▸ GOAL OF THE EXERCISE:
Write out exactly what each line says, starting with the first line below and ending on the one with "impl fmt::Display for".

[Stored data entries]
::::::::::
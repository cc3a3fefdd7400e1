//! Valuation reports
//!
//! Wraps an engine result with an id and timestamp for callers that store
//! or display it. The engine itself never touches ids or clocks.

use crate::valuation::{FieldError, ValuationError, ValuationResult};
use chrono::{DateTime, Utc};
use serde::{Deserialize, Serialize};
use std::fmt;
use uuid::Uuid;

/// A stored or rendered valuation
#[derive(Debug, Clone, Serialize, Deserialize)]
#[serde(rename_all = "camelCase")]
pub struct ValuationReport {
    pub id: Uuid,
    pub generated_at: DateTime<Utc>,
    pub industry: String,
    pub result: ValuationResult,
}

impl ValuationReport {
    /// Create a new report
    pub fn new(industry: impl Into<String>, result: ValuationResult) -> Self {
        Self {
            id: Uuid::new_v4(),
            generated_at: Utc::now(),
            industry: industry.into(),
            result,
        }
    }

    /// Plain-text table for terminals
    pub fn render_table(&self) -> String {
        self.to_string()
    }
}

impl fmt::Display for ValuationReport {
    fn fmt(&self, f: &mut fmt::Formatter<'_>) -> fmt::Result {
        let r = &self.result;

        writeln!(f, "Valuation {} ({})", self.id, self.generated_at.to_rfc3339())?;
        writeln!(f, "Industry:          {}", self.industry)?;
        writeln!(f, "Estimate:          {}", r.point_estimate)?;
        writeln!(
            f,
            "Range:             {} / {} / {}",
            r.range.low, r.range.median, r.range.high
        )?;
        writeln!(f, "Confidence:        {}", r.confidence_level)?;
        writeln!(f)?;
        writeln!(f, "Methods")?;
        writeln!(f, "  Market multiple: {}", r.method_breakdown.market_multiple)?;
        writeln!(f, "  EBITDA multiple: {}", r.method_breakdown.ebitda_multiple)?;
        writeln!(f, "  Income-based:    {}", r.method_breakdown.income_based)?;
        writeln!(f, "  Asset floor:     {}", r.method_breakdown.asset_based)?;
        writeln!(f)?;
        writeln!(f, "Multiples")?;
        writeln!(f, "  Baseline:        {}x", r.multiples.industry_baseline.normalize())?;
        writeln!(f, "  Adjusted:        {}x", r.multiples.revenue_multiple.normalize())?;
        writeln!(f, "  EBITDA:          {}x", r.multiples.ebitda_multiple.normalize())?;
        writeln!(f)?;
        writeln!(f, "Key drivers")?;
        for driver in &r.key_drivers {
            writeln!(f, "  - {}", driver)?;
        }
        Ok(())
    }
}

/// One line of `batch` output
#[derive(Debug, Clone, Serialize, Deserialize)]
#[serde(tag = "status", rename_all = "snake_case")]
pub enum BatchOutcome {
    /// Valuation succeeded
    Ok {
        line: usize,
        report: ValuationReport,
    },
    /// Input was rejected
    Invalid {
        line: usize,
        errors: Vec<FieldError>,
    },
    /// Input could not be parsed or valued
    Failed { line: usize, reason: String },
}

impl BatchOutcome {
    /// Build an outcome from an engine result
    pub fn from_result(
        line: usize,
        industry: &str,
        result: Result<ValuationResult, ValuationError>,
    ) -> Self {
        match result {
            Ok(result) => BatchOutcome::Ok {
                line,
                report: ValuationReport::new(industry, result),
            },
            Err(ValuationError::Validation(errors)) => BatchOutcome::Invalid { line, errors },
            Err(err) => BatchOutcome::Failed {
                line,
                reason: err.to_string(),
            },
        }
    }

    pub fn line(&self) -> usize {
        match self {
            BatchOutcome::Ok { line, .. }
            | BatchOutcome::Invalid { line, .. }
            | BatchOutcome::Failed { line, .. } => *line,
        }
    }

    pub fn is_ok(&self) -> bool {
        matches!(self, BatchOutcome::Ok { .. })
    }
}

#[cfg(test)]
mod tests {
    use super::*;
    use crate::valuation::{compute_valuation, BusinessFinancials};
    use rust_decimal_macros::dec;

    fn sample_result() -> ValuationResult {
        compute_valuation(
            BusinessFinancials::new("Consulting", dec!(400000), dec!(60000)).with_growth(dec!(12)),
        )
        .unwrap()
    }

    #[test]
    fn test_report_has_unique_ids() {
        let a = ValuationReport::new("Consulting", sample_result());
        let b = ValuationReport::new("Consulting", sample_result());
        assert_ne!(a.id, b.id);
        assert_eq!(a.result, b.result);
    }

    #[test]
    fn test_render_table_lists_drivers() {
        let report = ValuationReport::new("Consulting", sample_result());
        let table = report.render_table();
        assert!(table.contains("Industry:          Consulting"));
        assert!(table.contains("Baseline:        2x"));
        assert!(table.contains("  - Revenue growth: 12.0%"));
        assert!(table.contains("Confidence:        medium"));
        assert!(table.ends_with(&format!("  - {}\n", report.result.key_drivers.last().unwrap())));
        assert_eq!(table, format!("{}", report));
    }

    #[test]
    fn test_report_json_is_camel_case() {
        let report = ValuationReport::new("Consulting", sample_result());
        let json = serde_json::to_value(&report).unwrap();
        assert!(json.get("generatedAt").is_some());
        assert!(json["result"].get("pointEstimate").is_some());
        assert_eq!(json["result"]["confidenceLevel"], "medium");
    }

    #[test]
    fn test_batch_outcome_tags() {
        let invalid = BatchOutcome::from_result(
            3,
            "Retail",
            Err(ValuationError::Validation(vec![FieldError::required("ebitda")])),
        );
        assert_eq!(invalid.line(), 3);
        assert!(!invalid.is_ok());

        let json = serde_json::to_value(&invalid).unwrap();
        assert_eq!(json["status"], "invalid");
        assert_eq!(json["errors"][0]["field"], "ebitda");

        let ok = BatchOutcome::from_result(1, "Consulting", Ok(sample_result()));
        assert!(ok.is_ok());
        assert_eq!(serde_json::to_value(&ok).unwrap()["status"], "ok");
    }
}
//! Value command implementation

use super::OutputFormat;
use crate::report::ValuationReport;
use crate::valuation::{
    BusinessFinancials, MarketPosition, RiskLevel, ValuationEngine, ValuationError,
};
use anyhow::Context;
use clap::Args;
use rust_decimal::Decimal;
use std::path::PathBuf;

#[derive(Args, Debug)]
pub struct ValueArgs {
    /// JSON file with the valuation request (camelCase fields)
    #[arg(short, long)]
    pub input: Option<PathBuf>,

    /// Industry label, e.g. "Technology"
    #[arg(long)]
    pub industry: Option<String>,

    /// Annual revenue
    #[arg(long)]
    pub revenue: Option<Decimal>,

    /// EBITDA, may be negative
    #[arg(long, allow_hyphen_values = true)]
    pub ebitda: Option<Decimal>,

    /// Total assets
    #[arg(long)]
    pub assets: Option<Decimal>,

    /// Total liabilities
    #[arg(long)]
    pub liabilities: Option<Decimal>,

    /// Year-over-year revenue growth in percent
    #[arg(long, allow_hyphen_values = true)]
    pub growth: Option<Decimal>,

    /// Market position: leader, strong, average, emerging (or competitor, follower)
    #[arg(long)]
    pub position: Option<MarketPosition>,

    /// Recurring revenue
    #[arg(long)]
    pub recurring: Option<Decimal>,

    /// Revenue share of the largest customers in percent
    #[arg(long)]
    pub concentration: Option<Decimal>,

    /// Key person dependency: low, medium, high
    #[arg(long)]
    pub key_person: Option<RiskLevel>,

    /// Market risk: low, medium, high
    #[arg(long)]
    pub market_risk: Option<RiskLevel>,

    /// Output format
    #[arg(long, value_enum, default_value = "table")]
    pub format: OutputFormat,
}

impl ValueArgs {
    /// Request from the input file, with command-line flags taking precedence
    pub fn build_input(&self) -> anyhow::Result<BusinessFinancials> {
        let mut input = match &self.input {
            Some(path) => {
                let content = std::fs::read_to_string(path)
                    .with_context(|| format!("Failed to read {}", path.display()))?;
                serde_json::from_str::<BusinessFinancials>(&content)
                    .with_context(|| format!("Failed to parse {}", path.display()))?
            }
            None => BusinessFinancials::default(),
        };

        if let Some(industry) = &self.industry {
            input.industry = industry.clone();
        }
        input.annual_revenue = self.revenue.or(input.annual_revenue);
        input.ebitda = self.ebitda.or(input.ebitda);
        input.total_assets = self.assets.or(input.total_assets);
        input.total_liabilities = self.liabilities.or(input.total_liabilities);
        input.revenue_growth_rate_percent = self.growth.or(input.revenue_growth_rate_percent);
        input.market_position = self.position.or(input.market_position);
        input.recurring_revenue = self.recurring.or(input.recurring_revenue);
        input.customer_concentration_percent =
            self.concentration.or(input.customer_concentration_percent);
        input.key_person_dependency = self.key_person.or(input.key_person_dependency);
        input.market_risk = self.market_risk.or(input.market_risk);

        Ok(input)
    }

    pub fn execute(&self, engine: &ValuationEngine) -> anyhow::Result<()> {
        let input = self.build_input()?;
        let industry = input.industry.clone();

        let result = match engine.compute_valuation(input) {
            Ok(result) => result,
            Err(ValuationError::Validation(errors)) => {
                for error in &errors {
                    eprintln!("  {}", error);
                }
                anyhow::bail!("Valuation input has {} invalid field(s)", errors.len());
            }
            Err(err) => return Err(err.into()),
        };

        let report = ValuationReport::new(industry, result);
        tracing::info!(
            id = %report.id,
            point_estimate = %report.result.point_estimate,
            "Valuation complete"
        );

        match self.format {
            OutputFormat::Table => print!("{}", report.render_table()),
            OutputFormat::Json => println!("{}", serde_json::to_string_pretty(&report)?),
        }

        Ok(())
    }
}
::::::::::
▸ TASK SOLUTION:
repository cc3a3fefdd7400e1
//! Valuation reports
//!
//! Wraps an engine result with an id and timestamp for callers that store
//! or display it. The engine itself never touches ids or clocks.

use crate::valuation::{FieldError, ValuationError, ValuationResult};
use chrono::{DateTime, Utc};
use serde::{Deserialize, Serialize};
use std::fmt;
use uuid::Uuid;

/// A stored or rendered valuation
#[derive(Debug, Clone, Serialize, Deserialize)]
#[serde(rename_all = "camelCase")]
pub struct ValuationReport {
    pub id: Uuid,
    pub generated_at: DateTime<Utc>,
    pub industry: String,
    pub result: ValuationResult,
}

impl ValuationReport {
    /// Create a new report
    pub fn new(industry: impl Into<String>, result: ValuationResult) -> Self {
        Self {
            id: Uuid::new_v4(),
            generated_at: Utc::now(),
            industry: industry.into(),
            result,
        }
    }

    /// Plain-text table for terminals
    pub fn render_table(&self) -> String {
        self.to_string()
    }
}

impl fmt::Display for ValuationReport {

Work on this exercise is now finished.